Return the listing in full, word for word.
=== Begin Enclosure ===
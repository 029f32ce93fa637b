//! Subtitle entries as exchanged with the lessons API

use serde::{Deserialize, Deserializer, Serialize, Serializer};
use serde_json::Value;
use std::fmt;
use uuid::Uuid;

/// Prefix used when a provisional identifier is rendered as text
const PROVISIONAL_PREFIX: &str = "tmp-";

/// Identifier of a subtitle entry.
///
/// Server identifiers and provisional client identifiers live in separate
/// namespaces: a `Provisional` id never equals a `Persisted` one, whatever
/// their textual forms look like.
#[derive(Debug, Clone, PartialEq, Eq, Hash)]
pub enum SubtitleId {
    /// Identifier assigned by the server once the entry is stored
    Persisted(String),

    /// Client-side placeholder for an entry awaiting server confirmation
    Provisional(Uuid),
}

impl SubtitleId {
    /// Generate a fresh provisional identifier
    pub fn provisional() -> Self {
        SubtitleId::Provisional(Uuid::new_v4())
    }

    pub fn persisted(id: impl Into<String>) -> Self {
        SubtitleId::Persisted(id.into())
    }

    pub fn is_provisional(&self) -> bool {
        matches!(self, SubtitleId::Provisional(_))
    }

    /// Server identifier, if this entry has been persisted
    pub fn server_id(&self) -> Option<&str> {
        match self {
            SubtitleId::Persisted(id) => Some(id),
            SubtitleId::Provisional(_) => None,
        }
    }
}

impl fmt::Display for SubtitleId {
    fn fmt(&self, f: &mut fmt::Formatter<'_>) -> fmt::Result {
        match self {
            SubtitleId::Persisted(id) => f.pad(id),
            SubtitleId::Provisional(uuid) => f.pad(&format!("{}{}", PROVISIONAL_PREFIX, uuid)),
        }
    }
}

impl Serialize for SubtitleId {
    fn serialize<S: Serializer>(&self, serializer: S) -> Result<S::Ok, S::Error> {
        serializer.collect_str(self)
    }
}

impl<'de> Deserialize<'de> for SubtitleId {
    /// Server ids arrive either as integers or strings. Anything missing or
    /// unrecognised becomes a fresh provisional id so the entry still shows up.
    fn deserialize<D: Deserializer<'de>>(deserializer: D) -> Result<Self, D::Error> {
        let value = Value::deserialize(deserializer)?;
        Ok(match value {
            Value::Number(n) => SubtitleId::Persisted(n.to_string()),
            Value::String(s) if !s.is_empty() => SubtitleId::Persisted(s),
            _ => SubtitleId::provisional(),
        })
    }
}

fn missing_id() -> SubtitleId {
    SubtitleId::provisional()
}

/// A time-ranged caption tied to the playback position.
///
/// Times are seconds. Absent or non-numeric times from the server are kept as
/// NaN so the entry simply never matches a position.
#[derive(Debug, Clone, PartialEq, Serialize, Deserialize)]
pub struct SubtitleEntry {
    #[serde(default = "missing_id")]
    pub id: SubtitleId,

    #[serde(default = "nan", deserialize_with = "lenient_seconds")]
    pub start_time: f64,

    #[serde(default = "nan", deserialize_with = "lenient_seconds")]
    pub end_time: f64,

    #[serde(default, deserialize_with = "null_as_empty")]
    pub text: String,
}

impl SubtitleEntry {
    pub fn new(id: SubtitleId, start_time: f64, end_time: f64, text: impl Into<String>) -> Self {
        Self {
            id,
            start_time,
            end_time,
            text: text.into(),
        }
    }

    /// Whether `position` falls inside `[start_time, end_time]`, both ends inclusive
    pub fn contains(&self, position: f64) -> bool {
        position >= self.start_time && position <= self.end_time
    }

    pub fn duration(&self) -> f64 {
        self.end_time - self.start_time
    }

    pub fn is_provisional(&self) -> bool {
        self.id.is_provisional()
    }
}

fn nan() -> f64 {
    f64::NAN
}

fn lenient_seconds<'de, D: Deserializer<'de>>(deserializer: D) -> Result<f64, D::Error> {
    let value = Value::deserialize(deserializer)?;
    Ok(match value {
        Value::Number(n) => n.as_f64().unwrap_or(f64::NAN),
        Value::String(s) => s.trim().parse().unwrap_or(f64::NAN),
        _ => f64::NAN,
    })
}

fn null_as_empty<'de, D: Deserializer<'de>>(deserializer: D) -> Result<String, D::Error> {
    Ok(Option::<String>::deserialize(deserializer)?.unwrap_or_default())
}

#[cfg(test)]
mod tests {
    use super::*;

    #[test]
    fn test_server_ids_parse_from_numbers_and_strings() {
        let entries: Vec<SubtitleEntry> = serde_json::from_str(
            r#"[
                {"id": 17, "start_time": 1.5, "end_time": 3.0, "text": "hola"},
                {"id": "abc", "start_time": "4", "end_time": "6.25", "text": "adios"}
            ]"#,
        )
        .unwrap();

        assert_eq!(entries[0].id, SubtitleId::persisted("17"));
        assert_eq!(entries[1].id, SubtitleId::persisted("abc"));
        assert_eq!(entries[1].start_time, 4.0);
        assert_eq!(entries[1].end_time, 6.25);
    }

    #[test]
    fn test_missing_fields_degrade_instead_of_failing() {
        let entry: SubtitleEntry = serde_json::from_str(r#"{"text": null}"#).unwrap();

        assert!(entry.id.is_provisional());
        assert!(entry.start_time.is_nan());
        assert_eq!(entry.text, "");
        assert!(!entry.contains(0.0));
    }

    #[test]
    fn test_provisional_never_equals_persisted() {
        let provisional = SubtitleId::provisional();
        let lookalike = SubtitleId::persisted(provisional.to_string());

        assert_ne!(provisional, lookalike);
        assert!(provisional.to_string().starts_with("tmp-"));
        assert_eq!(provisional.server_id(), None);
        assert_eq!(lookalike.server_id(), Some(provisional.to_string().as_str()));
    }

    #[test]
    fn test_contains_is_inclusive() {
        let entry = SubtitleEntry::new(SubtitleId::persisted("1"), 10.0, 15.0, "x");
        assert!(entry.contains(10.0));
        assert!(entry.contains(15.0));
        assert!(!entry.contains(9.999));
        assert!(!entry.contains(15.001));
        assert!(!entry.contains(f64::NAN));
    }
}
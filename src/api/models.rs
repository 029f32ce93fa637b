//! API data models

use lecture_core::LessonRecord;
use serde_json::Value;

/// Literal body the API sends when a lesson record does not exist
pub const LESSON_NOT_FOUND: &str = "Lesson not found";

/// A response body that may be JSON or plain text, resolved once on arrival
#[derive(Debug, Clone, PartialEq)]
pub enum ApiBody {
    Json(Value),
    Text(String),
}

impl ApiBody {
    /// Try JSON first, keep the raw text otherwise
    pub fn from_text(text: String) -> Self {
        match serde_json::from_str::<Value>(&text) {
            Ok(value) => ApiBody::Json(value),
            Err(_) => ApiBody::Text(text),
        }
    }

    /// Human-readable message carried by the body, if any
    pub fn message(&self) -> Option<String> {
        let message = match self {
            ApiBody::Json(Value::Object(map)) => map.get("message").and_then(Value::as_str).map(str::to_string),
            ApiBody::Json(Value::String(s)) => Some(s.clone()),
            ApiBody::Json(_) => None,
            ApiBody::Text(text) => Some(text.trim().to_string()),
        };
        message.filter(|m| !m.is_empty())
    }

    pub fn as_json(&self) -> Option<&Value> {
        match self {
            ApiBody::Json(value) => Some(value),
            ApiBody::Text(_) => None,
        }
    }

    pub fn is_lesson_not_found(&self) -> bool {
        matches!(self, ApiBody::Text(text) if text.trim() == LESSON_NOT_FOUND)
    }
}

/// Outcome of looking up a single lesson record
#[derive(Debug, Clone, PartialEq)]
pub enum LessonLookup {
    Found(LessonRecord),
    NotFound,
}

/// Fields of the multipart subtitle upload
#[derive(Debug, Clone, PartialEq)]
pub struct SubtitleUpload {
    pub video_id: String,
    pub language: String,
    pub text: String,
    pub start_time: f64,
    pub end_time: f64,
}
=== End Enclosure ===
Written solution:
repository 029f32ce93fa637b
//! Subtitle entries as exchanged with the lessons API

use serde::{Deserialize, Deserializer, Serialize, Serializer};
use serde_json::Value;
use std::fmt;
use uuid::Uuid;

/// Prefix used when a provisional identifier is rendered as text
const PROVISIONAL_PREFIX: &str = "tmp-";

/// Identifier of a subtitle entry.
///
/// Server identifiers and provisional client identifiers live in separate
/// namespaces: a `Provisional` id never equals a `Persisted` one, whatever
/// their textual forms look like.
#[derive(Debug, Clone, PartialEq, Eq, Hash)]
pub enum SubtitleId {
    /// Identifier assigned by the server once the entry is stored
    Persisted(String),

    /// Client-side placeholder for an entry awaiting server confirmation
    Provisional(Uuid),
}

impl SubtitleId {
    /// Generate a fresh provisional identifier
    pub fn provisional() -> Self {
        SubtitleId::Provisional(Uuid::new_v4())
    }

    pub fn persisted(id: impl Into<String>) -> Self {
        SubtitleId::Persisted(id.into())
    }

    pub fn is_provisional(&self) -> bool {
        matches!(self, SubtitleId::Provisional(_))
    }

    /// Server identifier, if this entry has been persisted
    pub fn server_id(&self) -> Option<&str> {
        match self {
            SubtitleId::Persisted(id) => Some(id),
            SubtitleId::Provisional(_) => None,
        }
    }
}

impl fmt::Display for SubtitleId {
    fn fmt(&self, f: &mut fmt::Formatter<'_>) -> fmt::Result {
        match self {
            SubtitleId::Persisted(id) => f.pad(id),
            SubtitleId::Provisional(uuid) => f.pad(&format!("{}{}", PROVISIONAL_PREFIX, uuid)),
        }
    }
}

impl Serialize for SubtitleId {
    fn serialize<S: Serializer>(&self, serializer: S) -> Result<S::Ok, S::Error> {
        serializer.collect_str(self)
    }
}

impl<'de> Deserialize<'de> for SubtitleId {
    /// Server ids arrive either as integers or strings. Anything missing or
    /// unrecognised becomes a fresh provisional id so the entry still shows up.
    fn deserialize<D: Deserializer<'de>>(deserializer: D) -> Result<Self, D::Error> {
        let value = Value::deserialize(deserializer)?;
        Ok(match value {
            Value::Number(n) => SubtitleId::Persisted(n.to_string()),
            Value::String(s) if !s.is_empty() => SubtitleId::Persisted(s),
            _ => SubtitleId::provisional(),
        })
    }
}

fn missing_id() -> SubtitleId {
    SubtitleId::provisional()
}

/// A time-ranged caption tied to the playback position.
///
/// Times are seconds. Absent or non-numeric times from the server are kept as
/// NaN so the entry simply never matches a position.
#[derive(Debug, Clone, PartialEq, Serialize, Deserialize)]
pub struct SubtitleEntry {
    #[serde(default = "missing_id")]
    pub id: SubtitleId,

    #[serde(default = "nan", deserialize_with = "lenient_seconds")]
    pub start_time: f64,

    #[serde(default = "nan", deserialize_with = "lenient_seconds")]
    pub end_time: f64,

    #[serde(default, deserialize_with = "null_as_empty")]
    pub text: String,
}

impl SubtitleEntry {
    pub fn new(id: SubtitleId, start_time: f64, end_time: f64, text: impl Into<String>) -> Self {
        Self {
            id,
            start_time,
            end_time,
            text: text.into(),
        }
    }

    /// Whether `position` falls inside `[start_time, end_time]`, both ends inclusive
    pub fn contains(&self, position: f64) -> bool {
        position >= self.start_time && position <= self.end_time
    }

    pub fn duration(&self) -> f64 {
        self.end_time - self.start_time
    }

    pub fn is_provisional(&self) -> bool {
        self.id.is_provisional()
    }
}

fn nan() -> f64 {
    f64::NAN
}

fn lenient_seconds<'de, D: Deserializer<'de>>(deserializer: D) -> Result<f64, D::Error> {
    let value = Value::deserialize(deserializer)?;
    Ok(match value {
        Value::Number(n) => n.as_f64().unwrap_or(f64::NAN),
        Value::String(s) => s.trim().parse().unwrap_or(f64::NAN),
        _ => f64::NAN,
    })
}

fn null_as_empty<'de, D: Deserializer<'de>>(deserializer: D) -> Result<String, D::Error> {
    Ok(Option::<String>::deserialize(deserializer)?.unwrap_or_default())
}

#[cfg(test)]
mod tests {
    use super::*;

    #[test]
    fn test_server_ids_parse_from_numbers_and_strings() {
        let entries: Vec<SubtitleEntry> = serde_json::from_str(
            r#"[
                {"id": 17, "start_time": 1.5, "end_time": 3.0, "text": "hola"},
                {"id": "abc", "start_time": "4", "end_time": "6.25", "text": "adios"}
            ]"#,
        )
        .unwrap();

        assert_eq!(entries[0].id, SubtitleId::persisted("17"));
        assert_eq!(entries[1].id, SubtitleId::persisted("abc"));
        assert_eq!(entries[1].start_time, 4.0);
        assert_eq!(entries[1].end_time, 6.25);
    }

    #[test]
    fn test_missing_fields_degrade_instead_of_failing() {
        let entry: SubtitleEntry = serde_json::from_str(r#"{"text": null}"#).unwrap();

        assert!(entry.id.is_provisional());
        assert!(entry.start_time.is_nan());
        assert_eq!(entry.text, "");
        assert!(!entry.contains(0.0));
    }

    #[test]
    fn test_provisional_never_equals_persisted() {
        let provisional = SubtitleId::provisional();
        let lookalike = SubtitleId::persisted(provisional.to_string());

        assert_ne!(provisional, lookalike);
        assert!(provisional.to_string().starts_with("tmp-"));
        assert_eq!(provisional.server_id(), None);
        assert_eq!(lookalike.server_id(), Some(provisional.to_string().as_str()));
    }

    #[test]
    fn test_contains_is_inclusive() {
        let entry = SubtitleEntry::new(SubtitleId::persisted("1"), 10.0, 15.0, "x");
        assert!(entry.contains(10.0));
        assert!(entry.contains(15.0));
        assert!(!entry.contains(9.999));
        assert!(!entry.contains(15.001));
        assert!(!entry.contains(f64::NAN));
    }
}
filename src/api/models.rs
repository 029f32ce93fa637b
//! API data models

use lecture_core::LessonRecord;
use serde_json::Value;

/// Literal body the API sends when a lesson record does not exist
pub const LESSON_NOT_FOUND: &str = "Lesson not found";

/// A response body that may be JSON or plain text, resolved once on arrival
#[derive(Debug, Clone, PartialEq)]
pub enum ApiBody {
    Json(Value),
    Text(String),
}

impl ApiBody {
    /// Try JSON first, keep the raw text otherwise
    pub fn from_text(text: String) -> Self {
        match serde_json::from_str::<Value>(&text) {
            Ok(value) => ApiBody::Json(value),
            Err(_) => ApiBody::Text(text),
        }
    }

    /// Human-readable message carried by the body, if any
    pub fn message(&self) -> Option<String> {
        let message = match self {
            ApiBody::Json(Value::Object(map)) => map.get("message").and_then(Value::as_str).map(str::to_string),
            ApiBody::Json(Value::String(s)) => Some(s.clone()),
            ApiBody::Json(_) => None,
            ApiBody::Text(text) => Some(text.trim().to_string()),
        };
        message.filter(|m| !m.is_empty())
    }

    pub fn as_json(&self) -> Option<&Value> {
        match self {
            ApiBody::Json(value) => Some(value),
            ApiBody::Text(_) => None,
        }
    }

    pub fn is_lesson_not_found(&self) -> bool {
        matches!(self, ApiBody::Text(text) if text.trim() == LESSON_NOT_FOUND)
    }
}

/// Outcome of looking up a single lesson record
#[derive(Debug, Clone, PartialEq)]
pub enum LessonLookup {
    Found(LessonRecord),
    NotFound,
}

/// Fields of the multipart subtitle upload
#[derive(Debug, Clone, PartialEq)]
pub struct SubtitleUpload {
    pub video_id: String,
    pub language: String,
    pub text: String,
    pub start_time: f64,
    pub end_time: f64,
}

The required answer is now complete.